━━━ Data for this exercise ━━━
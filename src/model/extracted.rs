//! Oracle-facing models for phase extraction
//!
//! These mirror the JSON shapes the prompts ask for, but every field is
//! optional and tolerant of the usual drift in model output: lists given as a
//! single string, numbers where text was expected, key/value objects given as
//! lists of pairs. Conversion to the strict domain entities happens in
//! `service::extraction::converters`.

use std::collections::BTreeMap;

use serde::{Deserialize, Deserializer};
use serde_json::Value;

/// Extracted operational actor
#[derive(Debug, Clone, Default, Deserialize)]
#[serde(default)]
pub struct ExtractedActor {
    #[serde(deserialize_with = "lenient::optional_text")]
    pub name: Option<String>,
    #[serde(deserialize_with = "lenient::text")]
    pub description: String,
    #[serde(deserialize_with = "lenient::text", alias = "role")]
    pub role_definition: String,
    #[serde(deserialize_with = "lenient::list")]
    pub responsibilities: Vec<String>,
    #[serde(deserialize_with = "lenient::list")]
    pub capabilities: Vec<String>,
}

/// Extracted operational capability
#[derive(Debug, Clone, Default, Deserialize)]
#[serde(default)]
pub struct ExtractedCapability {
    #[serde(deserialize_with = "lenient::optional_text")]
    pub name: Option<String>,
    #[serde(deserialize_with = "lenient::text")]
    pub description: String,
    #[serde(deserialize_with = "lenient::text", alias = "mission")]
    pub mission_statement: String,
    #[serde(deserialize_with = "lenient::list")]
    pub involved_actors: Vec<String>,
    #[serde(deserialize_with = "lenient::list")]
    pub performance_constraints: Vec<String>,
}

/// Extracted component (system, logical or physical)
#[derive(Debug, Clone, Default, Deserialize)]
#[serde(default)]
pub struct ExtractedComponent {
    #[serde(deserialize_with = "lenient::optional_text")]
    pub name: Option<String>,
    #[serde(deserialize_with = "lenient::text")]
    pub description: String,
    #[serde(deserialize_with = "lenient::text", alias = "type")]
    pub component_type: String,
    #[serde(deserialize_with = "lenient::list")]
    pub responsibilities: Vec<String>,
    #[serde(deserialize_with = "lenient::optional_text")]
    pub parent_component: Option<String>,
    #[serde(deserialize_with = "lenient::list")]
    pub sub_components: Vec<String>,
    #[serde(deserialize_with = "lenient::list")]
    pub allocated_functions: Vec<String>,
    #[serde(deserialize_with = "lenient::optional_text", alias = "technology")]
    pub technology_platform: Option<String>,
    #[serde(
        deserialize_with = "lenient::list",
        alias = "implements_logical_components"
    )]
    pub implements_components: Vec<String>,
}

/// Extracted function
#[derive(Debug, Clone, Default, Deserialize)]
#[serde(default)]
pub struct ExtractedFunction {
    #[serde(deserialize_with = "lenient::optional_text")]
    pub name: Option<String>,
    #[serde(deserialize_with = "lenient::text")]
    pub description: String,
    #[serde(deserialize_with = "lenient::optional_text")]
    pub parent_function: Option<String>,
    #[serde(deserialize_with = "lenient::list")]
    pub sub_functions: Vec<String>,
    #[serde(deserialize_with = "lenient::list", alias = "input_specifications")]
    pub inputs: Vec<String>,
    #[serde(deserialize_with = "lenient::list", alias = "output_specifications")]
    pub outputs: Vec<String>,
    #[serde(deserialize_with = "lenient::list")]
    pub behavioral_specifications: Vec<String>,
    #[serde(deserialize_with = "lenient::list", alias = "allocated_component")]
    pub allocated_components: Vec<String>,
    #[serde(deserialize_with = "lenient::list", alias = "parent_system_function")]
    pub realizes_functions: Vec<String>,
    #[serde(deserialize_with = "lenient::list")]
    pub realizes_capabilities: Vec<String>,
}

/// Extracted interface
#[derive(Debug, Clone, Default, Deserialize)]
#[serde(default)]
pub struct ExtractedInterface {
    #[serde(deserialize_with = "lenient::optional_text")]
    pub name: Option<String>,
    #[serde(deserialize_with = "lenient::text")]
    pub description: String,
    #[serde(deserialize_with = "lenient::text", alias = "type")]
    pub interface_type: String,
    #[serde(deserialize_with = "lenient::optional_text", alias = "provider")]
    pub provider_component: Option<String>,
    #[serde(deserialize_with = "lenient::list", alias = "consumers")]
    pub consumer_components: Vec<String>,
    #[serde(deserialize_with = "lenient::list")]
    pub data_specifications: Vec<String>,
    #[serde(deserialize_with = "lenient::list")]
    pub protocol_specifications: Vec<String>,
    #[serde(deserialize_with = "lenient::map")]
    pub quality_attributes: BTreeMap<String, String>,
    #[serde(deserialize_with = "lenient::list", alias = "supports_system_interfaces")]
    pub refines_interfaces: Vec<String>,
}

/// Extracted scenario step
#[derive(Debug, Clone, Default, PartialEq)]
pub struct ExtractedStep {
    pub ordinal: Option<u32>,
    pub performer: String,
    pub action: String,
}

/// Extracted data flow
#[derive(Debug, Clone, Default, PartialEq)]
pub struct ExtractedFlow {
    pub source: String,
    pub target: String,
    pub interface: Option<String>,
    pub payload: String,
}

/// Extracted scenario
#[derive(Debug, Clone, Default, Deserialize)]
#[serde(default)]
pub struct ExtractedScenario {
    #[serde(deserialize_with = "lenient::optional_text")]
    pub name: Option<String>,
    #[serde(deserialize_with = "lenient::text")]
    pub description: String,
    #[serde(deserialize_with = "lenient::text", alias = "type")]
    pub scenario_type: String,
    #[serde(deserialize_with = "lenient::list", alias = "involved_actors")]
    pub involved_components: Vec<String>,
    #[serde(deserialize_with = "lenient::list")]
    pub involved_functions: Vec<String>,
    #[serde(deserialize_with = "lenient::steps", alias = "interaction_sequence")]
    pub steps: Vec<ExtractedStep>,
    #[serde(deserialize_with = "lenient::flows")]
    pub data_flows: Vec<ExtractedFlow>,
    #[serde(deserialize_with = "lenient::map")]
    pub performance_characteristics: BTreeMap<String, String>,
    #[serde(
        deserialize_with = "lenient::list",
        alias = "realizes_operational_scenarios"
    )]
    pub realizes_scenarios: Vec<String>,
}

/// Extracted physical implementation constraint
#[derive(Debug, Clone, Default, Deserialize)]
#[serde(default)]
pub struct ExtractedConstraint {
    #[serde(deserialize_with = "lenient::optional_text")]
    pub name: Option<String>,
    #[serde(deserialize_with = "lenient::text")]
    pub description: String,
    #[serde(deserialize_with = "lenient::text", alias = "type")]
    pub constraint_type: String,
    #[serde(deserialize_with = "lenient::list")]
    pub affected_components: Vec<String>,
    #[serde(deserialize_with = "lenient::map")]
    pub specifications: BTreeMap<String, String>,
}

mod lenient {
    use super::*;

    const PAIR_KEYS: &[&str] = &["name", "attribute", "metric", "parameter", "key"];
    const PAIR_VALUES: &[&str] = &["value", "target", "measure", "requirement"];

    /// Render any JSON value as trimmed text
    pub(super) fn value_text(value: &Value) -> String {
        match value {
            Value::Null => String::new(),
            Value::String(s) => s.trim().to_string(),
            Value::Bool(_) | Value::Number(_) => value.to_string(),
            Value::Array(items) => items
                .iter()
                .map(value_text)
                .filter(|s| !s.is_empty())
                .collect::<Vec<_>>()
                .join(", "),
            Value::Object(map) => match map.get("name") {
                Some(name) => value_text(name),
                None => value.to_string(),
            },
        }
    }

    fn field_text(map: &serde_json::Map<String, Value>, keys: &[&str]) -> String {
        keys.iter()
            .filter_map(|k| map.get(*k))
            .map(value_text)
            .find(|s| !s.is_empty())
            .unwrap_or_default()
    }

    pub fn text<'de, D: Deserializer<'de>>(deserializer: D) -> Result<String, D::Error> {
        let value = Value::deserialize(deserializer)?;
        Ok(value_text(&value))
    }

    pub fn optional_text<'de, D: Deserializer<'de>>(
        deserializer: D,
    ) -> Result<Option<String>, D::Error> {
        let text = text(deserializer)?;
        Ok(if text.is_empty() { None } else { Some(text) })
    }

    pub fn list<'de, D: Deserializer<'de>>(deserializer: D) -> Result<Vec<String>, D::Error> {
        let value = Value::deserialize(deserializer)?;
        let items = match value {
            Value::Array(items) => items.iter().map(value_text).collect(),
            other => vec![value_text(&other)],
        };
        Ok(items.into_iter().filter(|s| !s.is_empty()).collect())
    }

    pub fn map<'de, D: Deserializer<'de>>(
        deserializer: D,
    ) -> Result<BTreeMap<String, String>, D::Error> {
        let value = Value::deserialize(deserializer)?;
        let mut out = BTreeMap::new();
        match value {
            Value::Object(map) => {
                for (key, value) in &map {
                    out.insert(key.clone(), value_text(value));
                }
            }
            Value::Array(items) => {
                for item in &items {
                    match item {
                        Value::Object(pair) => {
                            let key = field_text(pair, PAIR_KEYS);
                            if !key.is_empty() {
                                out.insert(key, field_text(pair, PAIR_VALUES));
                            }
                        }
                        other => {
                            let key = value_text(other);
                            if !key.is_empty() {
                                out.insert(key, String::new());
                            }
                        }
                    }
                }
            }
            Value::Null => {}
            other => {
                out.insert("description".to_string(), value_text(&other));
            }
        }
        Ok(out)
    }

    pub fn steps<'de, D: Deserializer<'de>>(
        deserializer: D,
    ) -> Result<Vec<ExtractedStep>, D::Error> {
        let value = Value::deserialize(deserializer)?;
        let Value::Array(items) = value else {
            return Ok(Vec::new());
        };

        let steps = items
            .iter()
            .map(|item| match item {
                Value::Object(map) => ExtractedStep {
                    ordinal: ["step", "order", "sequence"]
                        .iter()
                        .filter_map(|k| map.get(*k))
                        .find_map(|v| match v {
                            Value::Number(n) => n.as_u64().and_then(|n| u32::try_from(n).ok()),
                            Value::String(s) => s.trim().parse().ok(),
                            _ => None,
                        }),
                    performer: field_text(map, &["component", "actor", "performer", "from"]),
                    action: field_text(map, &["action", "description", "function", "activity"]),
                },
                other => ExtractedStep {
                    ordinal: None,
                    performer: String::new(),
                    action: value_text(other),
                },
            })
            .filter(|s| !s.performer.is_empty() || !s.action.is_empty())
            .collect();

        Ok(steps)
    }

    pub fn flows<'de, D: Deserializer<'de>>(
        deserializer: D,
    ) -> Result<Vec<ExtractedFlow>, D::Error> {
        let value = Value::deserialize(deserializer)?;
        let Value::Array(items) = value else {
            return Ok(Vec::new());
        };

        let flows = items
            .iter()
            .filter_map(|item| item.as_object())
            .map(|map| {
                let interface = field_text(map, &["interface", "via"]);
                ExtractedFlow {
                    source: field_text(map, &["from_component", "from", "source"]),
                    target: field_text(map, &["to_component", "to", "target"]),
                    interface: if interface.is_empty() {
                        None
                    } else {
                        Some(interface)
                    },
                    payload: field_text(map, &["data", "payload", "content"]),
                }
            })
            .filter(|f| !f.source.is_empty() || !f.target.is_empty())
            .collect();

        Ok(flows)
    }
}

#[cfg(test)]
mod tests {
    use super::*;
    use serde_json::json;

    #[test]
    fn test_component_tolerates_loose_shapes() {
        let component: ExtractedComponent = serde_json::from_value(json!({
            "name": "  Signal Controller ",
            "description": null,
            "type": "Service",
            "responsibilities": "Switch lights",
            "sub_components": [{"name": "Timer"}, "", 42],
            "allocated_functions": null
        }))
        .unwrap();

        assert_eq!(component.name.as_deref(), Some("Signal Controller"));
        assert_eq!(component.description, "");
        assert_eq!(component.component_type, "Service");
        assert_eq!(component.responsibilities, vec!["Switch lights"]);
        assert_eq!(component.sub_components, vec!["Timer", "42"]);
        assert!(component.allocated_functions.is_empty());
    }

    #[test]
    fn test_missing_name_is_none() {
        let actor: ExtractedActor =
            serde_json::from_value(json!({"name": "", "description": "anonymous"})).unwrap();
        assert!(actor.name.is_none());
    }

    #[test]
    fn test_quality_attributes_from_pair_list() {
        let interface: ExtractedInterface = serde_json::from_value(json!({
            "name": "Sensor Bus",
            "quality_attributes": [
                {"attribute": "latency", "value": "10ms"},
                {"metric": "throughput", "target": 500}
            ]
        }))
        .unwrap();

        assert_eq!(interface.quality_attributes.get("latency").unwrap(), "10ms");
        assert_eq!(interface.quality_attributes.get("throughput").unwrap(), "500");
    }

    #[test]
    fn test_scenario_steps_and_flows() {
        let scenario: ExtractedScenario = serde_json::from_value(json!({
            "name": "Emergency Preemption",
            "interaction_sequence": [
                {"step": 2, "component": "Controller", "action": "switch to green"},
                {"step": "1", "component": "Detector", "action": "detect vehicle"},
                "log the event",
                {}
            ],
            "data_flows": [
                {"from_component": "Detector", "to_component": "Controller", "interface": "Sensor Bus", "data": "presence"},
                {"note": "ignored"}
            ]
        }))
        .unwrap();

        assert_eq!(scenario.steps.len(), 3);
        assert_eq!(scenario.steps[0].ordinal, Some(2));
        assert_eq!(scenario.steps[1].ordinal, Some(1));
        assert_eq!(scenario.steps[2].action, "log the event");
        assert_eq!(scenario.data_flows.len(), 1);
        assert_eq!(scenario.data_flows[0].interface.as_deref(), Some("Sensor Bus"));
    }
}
━━━
[Problem description]: The answer must be every line of the records above that holds the word "Error".

[Response for this exercise]:
    pub fn text<'de, D: Deserializer<'de>>(deserializer: D) -> Result<String, D::Error> {
    ) -> Result<Option<String>, D::Error> {
    pub fn list<'de, D: Deserializer<'de>>(deserializer: D) -> Result<Vec<String>, D::Error> {
    ) -> Result<BTreeMap<String, String>, D::Error> {
    ) -> Result<Vec<ExtractedStep>, D::Error> {
    ) -> Result<Vec<ExtractedFlow>, D::Error> {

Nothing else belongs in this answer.